EXERCISE BRIEF ▸
Count lines, not occurrences: report how many lines in the records hold the string "which", and nothing else.

DATASET ▸
//! Resource Records.
//!
//! This module defines [`Record`], a single resource record with owner
//! name, class, time-to-live and record data, and [`Ttl`], the type used
//! for time-to-live values.

use crate::base::iana::{Class, Rtype};
use crate::base::name::Name;
use crate::base::scan::{self, ScanError, Scanner};
use crate::rdata::{AllRecordData, RecordData};
use std::fmt;
use std::str::FromStr;
use std::time::Duration;

/// The TTL assumed for records in presentation format that omit it.
const DEFAULT_TTL: Ttl = Ttl::from_secs(3600);

//------------ Record --------------------------------------------------------

/// A DNS resource record.
///
/// The record data is generic so that code that knows which type it is
/// dealing with can use the concrete data type, such as
/// `Record<Rrsig>`. The default is [`AllRecordData`] which can hold any
/// record.
#[derive(Clone, Debug, Eq, PartialEq)]
pub struct Record<Data = AllRecordData> {
    /// The owner of the record.
    owner: Name,

    /// The class of the record.
    class: Class,

    /// The time-to-live value of the record.
    ttl: Ttl,

    /// The record data.
    data: Data,
}

impl<Data> Record<Data> {
    /// Creates a new record from its parts.
    pub fn new(owner: Name, class: Class, ttl: Ttl, data: Data) -> Self {
        Record {
            owner,
            class,
            ttl,
            data,
        }
    }

    /// Returns a reference to the owner domain name.
    pub fn owner(&self) -> &Name {
        &self.owner
    }

    /// Returns the record type.
    pub fn rtype(&self) -> Rtype
    where
        Data: RecordData,
    {
        self.data.rtype()
    }

    /// Returns the record class.
    pub fn class(&self) -> Class {
        self.class
    }

    /// Returns the record’s time-to-live.
    pub fn ttl(&self) -> Ttl {
        self.ttl
    }

    /// Sets the record’s time-to-live.
    pub fn set_ttl(&mut self, ttl: Ttl) {
        self.ttl = ttl
    }

    /// Return a reference to the record data.
    pub fn data(&self) -> &Data {
        &self.data
    }

    /// Trades the record for its record data.
    pub fn into_data(self) -> Data {
        self.data
    }

    /// Creates a record with the same owner, class, and TTL but other data.
    pub fn with_data<Other>(&self, data: Other) -> Record<Other> {
        Record::new(self.owner.clone(), self.class, self.ttl, data)
    }
}

impl Record<AllRecordData> {
    /// Converts the record into one with concrete record data.
    ///
    /// Returns `None` if the record data is of a different type.
    pub fn to_record<Data>(&self) -> Option<Record<Data>>
    where
        Data: Clone,
        for<'a> &'a Data: TryFrom<&'a AllRecordData>,
    {
        let data = <&Data>::try_from(&self.data).ok()?;
        Some(self.with_data(data.clone()))
    }

    /// Scans a record from a presentation format entry.
    ///
    /// The entry is `owner [ttl] [class] type rdata`, where TTL and class
    /// may appear in either order. A missing class means IN.
    pub fn scan(scanner: &mut Scanner) -> Result<Self, ScanError> {
        let owner = scanner.scan_name()?;
        let mut ttl = None;
        let mut class = None;
        let rtype = loop {
            let token = scanner.scan_str()?;
            if ttl.is_none() {
                if let Ok(value) = token.parse::<u32>() {
                    ttl = Some(Ttl::from_secs(value));
                    continue;
                }
            }
            if class.is_none() {
                if let Ok(value) = Class::from_str(token) {
                    class = Some(value);
                    continue;
                }
            }
            break Rtype::from_str(token)
                .map_err(|_| ScanError::new("unknown record type"))?;
        };
        let data = AllRecordData::scan(rtype, scanner)?;
        scanner.finish()?;
        Ok(Record::new(
            owner,
            class.unwrap_or(Class::IN),
            ttl.unwrap_or(DEFAULT_TTL),
            data,
        ))
    }
}

impl FromStr for Record<AllRecordData> {
    type Err = ScanError;

    fn from_str(s: &str) -> Result<Self, Self::Err> {
        let mut entries = scan::entries(s)?;
        let entry = match entries.len() {
            1 => entries.remove(0),
            0 => return Err(ScanError::new("empty record")),
            _ => return Err(ScanError::new("more than one record")),
        };
        Record::scan(&mut Scanner::new(&entry))
    }
}

/// Scans all records in a piece of presentation format text.
pub fn scan_records(text: &str) -> Result<Vec<Record>, ScanError> {
    scan::entries(text)?
        .iter()
        .map(|entry| Record::scan(&mut Scanner::new(entry)))
        .collect()
}

//--- Display

impl<Data: RecordData + fmt::Display> fmt::Display for Record<Data> {
    fn fmt(&self, f: &mut fmt::Formatter<'_>) -> fmt::Result {
        write!(
            f,
            "{} {} {} {} {}",
            self.owner,
            self.ttl.as_secs(),
            self.class,
            self.rtype(),
            self.data
        )
    }
}

//------------ Ttl ----------------------------------------------------------

/// A span of time, typically used to describe the time a given DNS record
/// is valid.
///
/// `Ttl` implements many common arithmetic operators for easy
/// interaction. The values are kept in seconds as in the record.
#[derive(
    Debug, Clone, Copy, PartialEq, Eq, PartialOrd, Ord, Hash, Default,
)]
pub struct Ttl(u32);

impl Ttl {
    /// A time-to-live of zero.
    pub const ZERO: Ttl = Ttl(0);

    /// The largest possible time-to-live value.
    ///
    /// RFC 2181 caps TTLs at 2^31 - 1.
    pub const MAX: Ttl = Ttl((1 << 31) - 1);

    /// Creates a new `Ttl` from the specified number of seconds.
    #[must_use]
    pub const fn from_secs(secs: u32) -> Self {
        Ttl(secs)
    }

    /// Returns the total time to live in seconds.
    #[must_use]
    pub const fn as_secs(&self) -> u32 {
        self.0
    }

    /// Creates a `Ttl` from a `Duration`, dropping sub-second parts and
    /// saturating at the maximum.
    #[must_use]
    pub fn from_duration_lossy(duration: Duration) -> Self {
        match u32::try_from(duration.as_secs()) {
            Ok(secs) => Ttl(secs).cap(),
            Err(_) => Ttl::MAX,
        }
    }

    /// Converts the `Ttl` into a `Duration`.
    #[must_use]
    pub const fn into_duration(&self) -> Duration {
        Duration::from_secs(self.0 as u64)
    }

    /// Checked integer subtraction.
    #[must_use]
    pub const fn checked_sub(self, rhs: Ttl) -> Option<Ttl> {
        match self.0.checked_sub(rhs.0) {
            Some(ttl) => Some(Ttl(ttl)),
            None => None,
        }
    }

    /// Saturating integer subtraction.
    #[must_use]
    pub const fn saturating_sub(self, rhs: Ttl) -> Ttl {
        Ttl(self.0.saturating_sub(rhs.0))
    }

    /// Caps the value at [`Ttl::MAX`].
    #[must_use]
    pub const fn cap(self) -> Ttl {
        if self.0 > Self::MAX.0 {
            Self::MAX
        } else {
            self
        }
    }

    /// Appends the wire format of the value to `target`.
    pub fn compose(&self, target: &mut Vec<u8>) {
        target.extend_from_slice(&self.0.to_be_bytes())
    }
}

impl From<Ttl> for Duration {
    fn from(value: Ttl) -> Self {
        value.into_duration()
    }
}

//============ Testing =======================================================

ANSWER TO THIS TASK ▸
2